Methods: In this randomized controlled trial we investigated the effects of guided online CBT-I on depression and insomnia in people suffering from symptoms of both. Participants (n = 104) with clinical insomnia and at least subclinical depression levels were randomized to (1) guided online CBT-I and sleep diary monitoring (i-Sleep) or (2) control group (sleep diary monitoring only). The primary outcome was the severity of depressive symptoms (Patient Health Questionnaire-9 without sleep item; PHQ-WS). Secondary outcomes were insomnia severity, sleep diary parameters, fatigue, daytime consequences of insomnia, anxiety, and perseverative thinking.

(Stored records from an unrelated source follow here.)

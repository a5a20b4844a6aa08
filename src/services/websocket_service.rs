use std::{collections::HashMap, time::Duration};

use axum::extract::ws::{Message, WebSocket};
use futures::{SinkExt, StreamExt};
use tokio::{
    sync::{broadcast, mpsc},
    task::JoinHandle,
};
use tracing::{debug, info, warn};
use uuid::Uuid;

use crate::{
    dto::ws::ClientMessage,
    services::{quiz_service, room_events},
    state::SharedState,
};

const IDENT_TIMEOUT: Duration = Duration::from_secs(10);

/// Handle the full lifecycle of one quiz WebSocket connection.
///
/// The first frame must be an `identification` message; the user id it
/// carries is the connection's identity for everything that follows. After
/// that the connection can join room channels and submit answers.
pub async fn handle_socket(state: SharedState, socket: WebSocket) {
    let (mut sender, mut receiver) = socket.split();
    let (outbound_tx, mut outbound_rx) = mpsc::unbounded_channel::<Message>();

    // Dedicated writer task keeps outbound messages flowing even while we await inbound frames.
    let writer_task = tokio::spawn(async move {
        while let Some(message) = outbound_rx.recv().await {
            if sender.send(message).await.is_err() {
                break;
            }
        }
    });

    let initial_message = match tokio::time::timeout(IDENT_TIMEOUT, receiver.next()).await {
        Ok(Some(Ok(Message::Text(text)))) => text,
        Ok(Some(Ok(Message::Close(_)))) => {
            finalize(writer_task, outbound_tx).await;
            return;
        }
        Ok(Some(Ok(_))) => {
            let _ = outbound_tx.send(Message::Close(None));
            finalize(writer_task, outbound_tx).await;
            return;
        }
        Ok(Some(Err(err))) => {
            warn!(error = %err, "websocket receive error");
            finalize(writer_task, outbound_tx).await;
            return;
        }
        Ok(None) | Err(_) => {
            warn!("websocket identification timed out");
            finalize(writer_task, outbound_tx).await;
            return;
        }
    };

    let inbound = match ClientMessage::from_json_str(&initial_message) {
        Ok(message) => message,
        Err(err) => {
            warn!(error = %err, "failed to parse client message");
            let _ = outbound_tx.send(Message::Close(None));
            finalize(writer_task, outbound_tx).await;
            return;
        }
    };

    let ClientMessage::Identification { user_id } = inbound else {
        warn!("first message was not identification");
        let _ = outbound_tx.send(Message::Close(None));
        finalize(writer_task, outbound_tx).await;
        return;
    };

    info!(%user_id, "client connected");

    // One forwarder task per joined room bridges that room's broadcast
    // channel onto this connection's writer queue.
    let mut forwarders: HashMap<Uuid, JoinHandle<()>> = HashMap::new();

    while let Some(message) = receiver.next().await {
        match message {
            Ok(Message::Text(text)) => match ClientMessage::from_json_str(&text) {
                Ok(ClientMessage::JoinRoom { room_id }) => {
                    if forwarders.contains_key(&room_id) {
                        debug!(%user_id, %room_id, "ignoring duplicate room join");
                        continue;
                    }
                    let task = spawn_room_forwarder(&state, room_id, outbound_tx.clone());
                    forwarders.insert(room_id, task);
                    info!(%user_id, %room_id, "client joined room channel");
                }
                Ok(ClientMessage::SubmitAnswer { room_id, answer }) => {
                    if let Err(err) =
                        quiz_service::submit_answer(&state, room_id, user_id, answer, &outbound_tx)
                            .await
                    {
                        warn!(%user_id, %room_id, error = %err, "answer submission failed");
                        room_events::send_error(&outbound_tx, &err.to_string());
                    }
                }
                Ok(ClientMessage::QuestionTimeout { room_id }) => {
                    if let Err(err) = quiz_service::handle_client_timeout(&state, room_id).await {
                        warn!(%user_id, %room_id, error = %err, "timeout signal failed");
                        room_events::send_error(&outbound_tx, &err.to_string());
                    }
                }
                Ok(ClientMessage::Identification { .. }) => {
                    warn!(%user_id, "ignoring duplicate identification message");
                }
                Ok(ClientMessage::Unknown) => {
                    warn!(%user_id, "ignoring unknown message type");
                }
                Err(err) => {
                    warn!(%user_id, error = %err, "failed to parse client message");
                }
            },
            Ok(Message::Ping(payload)) => {
                let _ = outbound_tx.send(Message::Pong(payload));
            }
            Ok(Message::Close(frame)) => {
                info!(%user_id, "client closed");
                let _ = outbound_tx.send(Message::Close(frame));
                break;
            }
            Ok(Message::Binary(_)) => {}
            Ok(Message::Pong(_)) => {}
            Err(err) => {
                warn!(%user_id, error = %err, "websocket error");
                break;
            }
        }
    }

    for (_, task) in forwarders {
        task.abort();
    }
    info!(%user_id, "client disconnected");

    finalize(writer_task, outbound_tx).await;
}

/// Bridge a room's broadcast channel onto one connection's writer queue.
///
/// The task ends when the writer closes, the hub is dropped, or the forwarder
/// is aborted at disconnect; in every case its broadcast receiver is dropped,
/// which keeps the room's connected-participant count honest.
fn spawn_room_forwarder(
    state: &SharedState,
    room_id: Uuid,
    tx: mpsc::UnboundedSender<Message>,
) -> JoinHandle<()> {
    let mut events = state.rooms().hub(room_id).subscribe();
    tokio::spawn(async move {
        loop {
            tokio::select! {
                _ = tx.closed() => break,
                event = events.recv() => match event {
                    Ok(event) => {
                        if tx.send(Message::Text(event.data.into())).is_err() {
                            break;
                        }
                    }
                    Err(broadcast::error::RecvError::Lagged(skipped)) => {
                        warn!(%room_id, skipped, "slow room subscriber dropped frames");
                    }
                    Err(broadcast::error::RecvError::Closed) => break,
                },
            }
        }
    })
}

/// Ensure the writer task winds down before we return from the socket handler.
async fn finalize(writer_task: JoinHandle<()>, outbound_tx: mpsc::UnboundedSender<Message>) {
    drop(outbound_tx);
    let _ = writer_task.await;
}

#[cfg(test)]
mod tests {
    use super::*;
    use crate::{config::test_support::fast_config, dto::ws::RoomEvent, state::AppState};

    #[tokio::test]
    async fn forwarder_relays_room_frames_to_the_writer() {
        let state = AppState::new(fast_config());
        let room_id = Uuid::new_v4();
        let (tx, mut rx) = mpsc::unbounded_channel();

        let task = spawn_room_forwarder(&state, room_id, tx);
        // The forwarder's subscription registers as a connected participant.
        tokio::task::yield_now().await;
        assert_eq!(state.connected_participants(room_id), 1);

        state.rooms().hub(room_id).broadcast(RoomEvent {
            data: r#"{"type":"time_update"}"#.into(),
        });
        match rx.recv().await.unwrap() {
            Message::Text(text) => assert!(text.as_str().contains("time_update")),
            other => panic!("unexpected frame: {other:?}"),
        }
        task.abort();
    }

    #[tokio::test]
    async fn forwarder_stops_when_the_writer_closes() {
        let state = AppState::new(fast_config());
        let room_id = Uuid::new_v4();
        let (tx, rx) = mpsc::unbounded_channel();

        let task = spawn_room_forwarder(&state, room_id, tx);
        tokio::task::yield_now().await;
        assert_eq!(state.connected_participants(room_id), 1);

        drop(rx);
        let _ = task.await;
        assert_eq!(state.connected_participants(room_id), 0);
    }
}
/// Start the quiz for a waiting room.
///
/// Validates the room, loads the question set, registers the in-memory
/// session, then wipes any score rows left over from a previous run and marks
/// the room `IN_PROGRESS`. The begin signal goes out immediately; the first
/// question follows after the configured start delay.
pub async fn start_quiz(state: &SharedState, room_id: Uuid) -> Result<RoomSummary, ServiceError> {
    let store = state.require_quiz_store().await?;

    let room = store
        .find_room(room_id)
        .await?
        .ok_or_else(|| ServiceError::NotFound(format!("room `{room_id}` does not exist")))?;
    if room.status != RoomStatus::Waiting {
        return Err(ServiceError::InvalidState(format!(
            "room `{room_id}` has already started"
        )));
    }
    if state.connected_participants(room_id) == 0 {
        return Err(ServiceError::InvalidState(format!(
            "room `{room_id}` has no connected participants"
        )));
    }

    let questions: Vec<Question> = store
        .ordered_questions(room.quiz_id)
        .await?
        .into_iter()
        .map(Into::into)
        .collect();
    if questions.is_empty() {
        return Err(ServiceError::InvalidState(format!(
            "quiz `{}` has no questions",
            room.quiz_id
        )));
    }

    let participants = store.participants(room_id).await?;

    let first_question = QuestionHostView::new(
        &questions[0],
        questions[0].effective_time_limit(state.config().default_time_limit_secs()),
    );

    // Registering the session reserves the room's slot, so of two racing
    // starts only one reaches the storage mutations below.
    state
        .sessions()
        .create(room_id, QuizSession::new(room_id, room.quiz_id, questions))?;

    let updated = match persist_start(store.as_ref(), room_id).await {
        Ok(room) => room,
        Err(err) => {
            state.sessions().remove(room_id);
            return Err(err);
        }
    };

    info!(%room_id, quiz_id = %room.quiz_id, "quiz session started");
    room_events::broadcast_quiz_started(state, room_id);
    schedule_first_question(Arc::clone(state), room_id);

    Ok(RoomSummary::new(updated, participants, first_question))
}

/// Storage mutations of a quiz start: wipe leftover score rows, then flip the
/// room to `IN_PROGRESS`. The caller unwinds the session slot on failure.
async fn persist_start(store: &dyn QuizStore, room_id: Uuid) -> Result<RoomEntity, ServiceError> {
    let removed = store.reset_scores(room_id).await?;
    if removed > 0 {
        debug!(%room_id, removed, "cleared score rows from a previous run");
    }

    store
        .mark_room_started(room_id)
        .await?
        .ok_or_else(|| ServiceError::NotFound(format!("room `{room_id}` disappeared")))
}
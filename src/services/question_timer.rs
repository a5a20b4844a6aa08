//! Server-side countdown for the active question.
//!
//! The countdown polls at a sub-second tick but only broadcasts `time_update`
//! when the whole-second remainder changes, so clients see one frame per
//! second regardless of the tick rate.

use std::{sync::Arc, time::Duration};

use tokio::time::{Instant, MissedTickBehavior};
use tracing::debug;
use uuid::Uuid;

use crate::{
    services::{quiz_service, room_events},
    state::{SharedState, session::TimerHandle},
};

/// Spawn the countdown task for the question at `question_index`.
///
/// On expiry the task hands off to [`quiz_service::handle_timer_expired`] in a
/// freshly spawned task and exits. The handoff matters: the expiry handler
/// cancels the session's timer handle, and a task must not abort itself while
/// it still has work in flight.
pub fn arm(
    state: SharedState,
    room_id: Uuid,
    question_index: usize,
    time_limit_secs: u32,
) -> TimerHandle {
    let tick = state.config().timer_tick();
    let task = tokio::spawn(run_countdown(
        state,
        room_id,
        question_index,
        time_limit_secs,
        tick,
    ));
    TimerHandle::new(question_index, task)
}

async fn run_countdown(
    state: SharedState,
    room_id: Uuid,
    question_index: usize,
    time_limit_secs: u32,
    tick: Duration,
) {
    let deadline = Instant::now() + Duration::from_secs(u64::from(time_limit_secs));
    let mut ticker = tokio::time::interval(tick);
    ticker.set_missed_tick_behavior(MissedTickBehavior::Skip);
    // Nothing has been broadcast yet, so any whole-second value below this
    // sentinel triggers the first frame.
    let mut last_broadcast = i64::from(time_limit_secs) + 1;

    loop {
        ticker.tick().await;
        let remaining_ms = deadline
            .saturating_duration_since(Instant::now())
            .as_millis() as i64;

        if remaining_ms == 0 {
            debug!(%room_id, question_index, "question countdown elapsed");
            tokio::spawn(quiz_service::handle_timer_expired(
                Arc::clone(&state),
                room_id,
                question_index,
            ));
            return;
        }

        // Ceiling keeps the first frame at the full window and the last at 1.
        let remaining_secs = (remaining_ms + 999) / 1000;
        if remaining_secs < last_broadcast {
            last_broadcast = remaining_secs;
            room_events::broadcast_time_update(&state, room_id, remaining_secs, question_index);
        }
    }
}

#[cfg(test)]
mod tests {
    use super::*;
    use crate::{
        config::test_support::fast_config,
        dto::ws::RoomEvent,
        state::AppState,
    };
    use serde_json::Value;

    fn countdown_value(event: &RoomEvent) -> Option<i64> {
        let value: Value = serde_json::from_str(&event.data).ok()?;
        (value["type"] == "time_update").then(|| value["timeRemaining"].as_i64().unwrap())
    }

    #[tokio::test(start_paused = true)]
    async fn countdown_broadcasts_whole_seconds_once() {
        let state = AppState::new(fast_config());
        let room_id = Uuid::new_v4();
        let mut receiver = state.rooms().hub(room_id).subscribe();

        let handle = arm(Arc::clone(&state), room_id, 0, 3);

        let mut seen = Vec::new();
        for _ in 0..3 {
            let event = receiver.recv().await.unwrap();
            if let Some(secs) = countdown_value(&event) {
                seen.push(secs);
            }
        }
        assert_eq!(seen, vec![3, 2, 1]);
        handle.cancel();
    }

    #[tokio::test(start_paused = true)]
    async fn cancelled_countdown_stops_broadcasting() {
        let state = AppState::new(fast_config());
        let room_id = Uuid::new_v4();
        let mut receiver = state.rooms().hub(room_id).subscribe();

        let handle = arm(Arc::clone(&state), room_id, 0, 10);
        let first = receiver.recv().await.unwrap();
        assert_eq!(countdown_value(&first), Some(10));

        handle.cancel();
        tokio::time::sleep(Duration::from_secs(2)).await;
        // Anything still buffered must predate the cancellation.
        while let Ok(event) = receiver.try_recv() {
            assert_eq!(countdown_value(&event), Some(10));
        }
    }
}
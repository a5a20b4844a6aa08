use std::sync::Arc;

use futures::{TryStreamExt, future::BoxFuture};
use mongodb::{
    Client, Collection, Database,
    bson::doc,
    options::{IndexOptions, ReturnDocument},
};
use tokio::sync::RwLock;
use uuid::Uuid;

use super::{
    config::MongoConfig,
    connection::establish_connection,
    error::{MongoDaoError, MongoResult},
    models::{
        MongoParticipantDocument, MongoQuestionDocument, MongoRoomDocument, MongoScoreDocument,
        doc_id, uuid_as_binary,
    },
};
use crate::dao::{
    models::{ParticipantEntity, QuestionEntity, RoomEntity, ScoreEntity},
    quiz_store::{QuizStore, ScoreUpsert},
    storage::StorageResult,
};

const ROOM_COLLECTION_NAME: &str = "rooms";
const PARTICIPANT_COLLECTION_NAME: &str = "participants";
const QUESTION_COLLECTION_NAME: &str = "questions";
const SCORE_COLLECTION_NAME: &str = "scores";

/// MongoDB-backed implementation of [`QuizStore`].
#[derive(Clone)]
pub struct MongoQuizStore {
    inner: Arc<MongoInner>,
}

struct MongoInner {
    state: RwLock<MongoState>,
    config: MongoConfig,
}

struct MongoState {
    client: Client,
    database: Database,
}

impl MongoInner {
    async fn ping(&self) -> MongoResult<()> {
        let database = {
            let guard = self.state.read().await;
            guard.database.clone()
        };

        database
            .run_command(doc! { "ping": 1 })
            .await
            .map_err(|source| MongoDaoError::HealthPing { source })?;
        Ok(())
    }

    async fn reconnect(&self) -> MongoResult<()> {
        let (client, database) =
            establish_connection(&self.config.options, &self.config.database_name).await?;
        let mut guard = self.state.write().await;
        guard.client = client;
        guard.database = database;
        Ok(())
    }
}

impl MongoQuizStore {
    /// Establish a connection to MongoDB and ensure indexes are present.
    pub async fn connect(config: MongoConfig) -> MongoResult<Self> {
        let (client, database) =
            establish_connection(&config.options, &config.database_name).await?;

        let inner = Arc::new(MongoInner {
            state: RwLock::new(MongoState { client, database }),
            config,
        });

        let store = Self { inner };
        store.ensure_indexes().await?;
        Ok(store)
    }

    async fn ensure_indexes(&self) -> MongoResult<()> {
        let database = self.database().await;

        let questions = database.collection::<MongoQuestionDocument>(QUESTION_COLLECTION_NAME);
        let question_index = mongodb::IndexModel::builder()
            .keys(doc! {"quiz_id": 1, "order": 1})
            .options(
                IndexOptions::builder()
                    .name(Some("question_quiz_order_idx".to_owned()))
                    .build(),
            )
            .build();
        questions
            .create_index(question_index)
            .await
            .map_err(|source| MongoDaoError::EnsureIndex {
                collection: QUESTION_COLLECTION_NAME,
                index: "quiz_id,order",
                source,
            })?;

        let participants =
            database.collection::<MongoParticipantDocument>(PARTICIPANT_COLLECTION_NAME);
        let participant_index = mongodb::IndexModel::builder()
            .keys(doc! {"room_id": 1, "user_id": 1})
            .options(
                IndexOptions::builder()
                    .name(Some("participant_room_user_idx".to_owned()))
                    .unique(Some(true))
                    .build(),
            )
            .build();
        participants
            .create_index(participant_index)
            .await
            .map_err(|source| MongoDaoError::EnsureIndex {
                collection: PARTICIPANT_COLLECTION_NAME,
                index: "room_id,user_id",
                source,
            })?;

        // Leaderboard queries filter on room and sort on score.
        let scores = database.collection::<MongoScoreDocument>(SCORE_COLLECTION_NAME);
        let score_index = mongodb::IndexModel::builder()
            .keys(doc! {"room_id": 1, "score": -1})
            .options(
                IndexOptions::builder()
                    .name(Some("score_room_rank_idx".to_owned()))
                    .build(),
            )
            .build();
        scores
            .create_index(score_index)
            .await
            .map_err(|source| MongoDaoError::EnsureIndex {
                collection: SCORE_COLLECTION_NAME,
                index: "room_id,score",
                source,
            })?;

        Ok(())
    }

    async fn database(&self) -> Database {
        let guard = self.inner.state.read().await;
        guard.database.clone()
    }

    async fn room_collection(&self) -> Collection<MongoRoomDocument> {
        self.database()
            .await
            .collection::<MongoRoomDocument>(ROOM_COLLECTION_NAME)
    }

    async fn participant_collection(&self) -> Collection<MongoParticipantDocument> {
        self.database()
            .await
            .collection::<MongoParticipantDocument>(PARTICIPANT_COLLECTION_NAME)
    }

    async fn question_collection(&self) -> Collection<MongoQuestionDocument> {
        self.database()
            .await
            .collection::<MongoQuestionDocument>(QUESTION_COLLECTION_NAME)
    }

    async fn score_collection(&self) -> Collection<MongoScoreDocument> {
        self.database()
            .await
            .collection::<MongoScoreDocument>(SCORE_COLLECTION_NAME)
    }

    async fn find_room(&self, id: Uuid) -> MongoResult<Option<RoomEntity>> {
        let collection = self.room_collection().await;
        let document = collection
            .find_one(doc_id(id))
            .await
            .map_err(|source| MongoDaoError::LoadRoom { id, source })?;
        Ok(document.map(Into::into))
    }

    async fn mark_room_started(&self, id: Uuid) -> MongoResult<Option<RoomEntity>> {
        let collection = self.room_collection().await;
        let document = collection
            .find_one_and_update(
                doc_id(id),
                doc! {"$set": {
                    "status": "IN_PROGRESS",
                    "started_at": mongodb::bson::DateTime::now(),
                }},
            )
            .return_document(ReturnDocument::After)
            .await
            .map_err(|source| MongoDaoError::StartRoom { id, source })?;
        Ok(document.map(Into::into))
    }

    async fn ordered_questions(&self, quiz_id: Uuid) -> MongoResult<Vec<QuestionEntity>> {
        let collection = self.question_collection().await;
        let documents: Vec<MongoQuestionDocument> = collection
            .find(doc! {"quiz_id": uuid_as_binary(quiz_id)})
            .sort(doc! {"order": 1})
            .await
            .map_err(|source| MongoDaoError::LoadQuestions { quiz_id, source })?
            .try_collect()
            .await
            .map_err(|source| MongoDaoError::LoadQuestions { quiz_id, source })?;

        Ok(documents.into_iter().map(Into::into).collect())
    }

    async fn participants(&self, room_id: Uuid) -> MongoResult<Vec<ParticipantEntity>> {
        let collection = self.participant_collection().await;
        let documents: Vec<MongoParticipantDocument> = collection
            .find(doc! {"room_id": uuid_as_binary(room_id)})
            .await
            .map_err(|source| MongoDaoError::LoadParticipants { room_id, source })?
            .try_collect()
            .await
            .map_err(|source| MongoDaoError::LoadParticipants { room_id, source })?;

        Ok(documents.into_iter().map(Into::into).collect())
    }

    async fn reset_scores(&self, room_id: Uuid) -> MongoResult<u64> {
        let collection = self.score_collection().await;
        let result = collection
            .delete_many(doc! {"room_id": uuid_as_binary(room_id)})
            .await
            .map_err(|source| MongoDaoError::ResetScores { room_id, source })?;
        Ok(result.deleted_count)
    }

    async fn upsert_score(&self, update: ScoreUpsert) -> MongoResult<()> {
        let collection = self.score_collection().await;
        let participant_id = update.participant_id;

        // $inc creates missing counters from zero, so a single upsert covers
        // both the insert and the increment path atomically.
        collection
            .update_one(
                doc_id(participant_id),
                doc! {
                    "$setOnInsert": {
                        "user_id": uuid_as_binary(update.user_id),
                        "room_id": uuid_as_binary(update.room_id),
                        "username": update.username,
                    },
                    "$inc": {
                        "score": update.points as i64,
                        "answered_count": 1_i32,
                        "correct_count": if update.correct { 1_i32 } else { 0_i32 },
                    },
                },
            )
            .upsert(true)
            .await
            .map_err(|source| MongoDaoError::UpsertScore {
                participant_id,
                source,
            })?;

        Ok(())
    }

    async fn top_scores(&self, room_id: Uuid, limit: usize) -> MongoResult<Vec<ScoreEntity>> {
        let collection = self.score_collection().await;
        let documents: Vec<MongoScoreDocument> = collection
            .find(doc! {"room_id": uuid_as_binary(room_id)})
            .sort(doc! {"score": -1, "_id": 1})
            .limit(limit as i64)
            .await
            .map_err(|source| MongoDaoError::TopScores { room_id, source })?
            .try_collect()
            .await
            .map_err(|source| MongoDaoError::TopScores { room_id, source })?;

        Ok(documents.into_iter().map(Into::into).collect())
    }
}

impl QuizStore for MongoQuizStore {
    fn find_room(&self, id: Uuid) -> BoxFuture<'static, StorageResult<Option<RoomEntity>>> {
        let store = self.clone();
        Box::pin(async move { store.find_room(id).await.map_err(Into::into) })
    }

    fn mark_room_started(
        &self,
        id: Uuid,
    ) -> BoxFuture<'static, StorageResult<Option<RoomEntity>>> {
        let store = self.clone();
        Box::pin(async move { store.mark_room_started(id).await.map_err(Into::into) })
    }

    fn ordered_questions(
        &self,
        quiz_id: Uuid,
    ) -> BoxFuture<'static, StorageResult<Vec<QuestionEntity>>> {
        let store = self.clone();
        Box::pin(async move { store.ordered_questions(quiz_id).await.map_err(Into::into) })
    }

    fn participants(
        &self,
        room_id: Uuid,
    ) -> BoxFuture<'static, StorageResult<Vec<ParticipantEntity>>> {
        let store = self.clone();
        Box::pin(async move { store.participants(room_id).await.map_err(Into::into) })
    }

    fn reset_scores(&self, room_id: Uuid) -> BoxFuture<'static, StorageResult<u64>> {
        let store = self.clone();
        Box::pin(async move { store.reset_scores(room_id).await.map_err(Into::into) })
    }

    fn upsert_score(&self, update: ScoreUpsert) -> BoxFuture<'static, StorageResult<()>> {
        let store = self.clone();
        Box::pin(async move { store.upsert_score(update).await.map_err(Into::into) })
    }

    fn top_scores(
        &self,
        room_id: Uuid,
        limit: usize,
    ) -> BoxFuture<'static, StorageResult<Vec<ScoreEntity>>> {
        let store = self.clone();
        Box::pin(async move { store.top_scores(room_id, limit).await.map_err(Into::into) })
    }

    fn health_check(&self) -> BoxFuture<'static, StorageResult<()>> {
        let store = self.clone();
        Box::pin(async move { store.inner.ping().await.map_err(Into::into) })
    }

    fn try_reconnect(&self) -> BoxFuture<'static, StorageResult<()>> {
        let store = self.clone();
        Box::pin(async move { store.inner.reconnect().await.map_err(Into::into) })
    }
}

Results: At post-test, participants in the i-Sleep condition reported significantly less depressive symptoms (PHQ-WS) compared with participants in the sleep-diary condition (d = 0.76). Large significant effects were also observed for insomnia severity (d = 2.36), most sleep diary parameters, daytime consequences of insomnia, anxiety, and perseverative thinking. Effects were maintained at 3 and 6 month follow-up. We did not find significant post-test effects on fatigue or total sleep time.
Conclusions: Findings indicate that guided online CBT-I is not only effective for insomnia complaints but also for depressive symptoms. The effects are large and comparable with those of depression therapy.
Clinical trial registration number: NTR6049 (Netherlands Trial Register).
Keywords: CBT; depression; insomnia; online treatment; randomized controlled trial.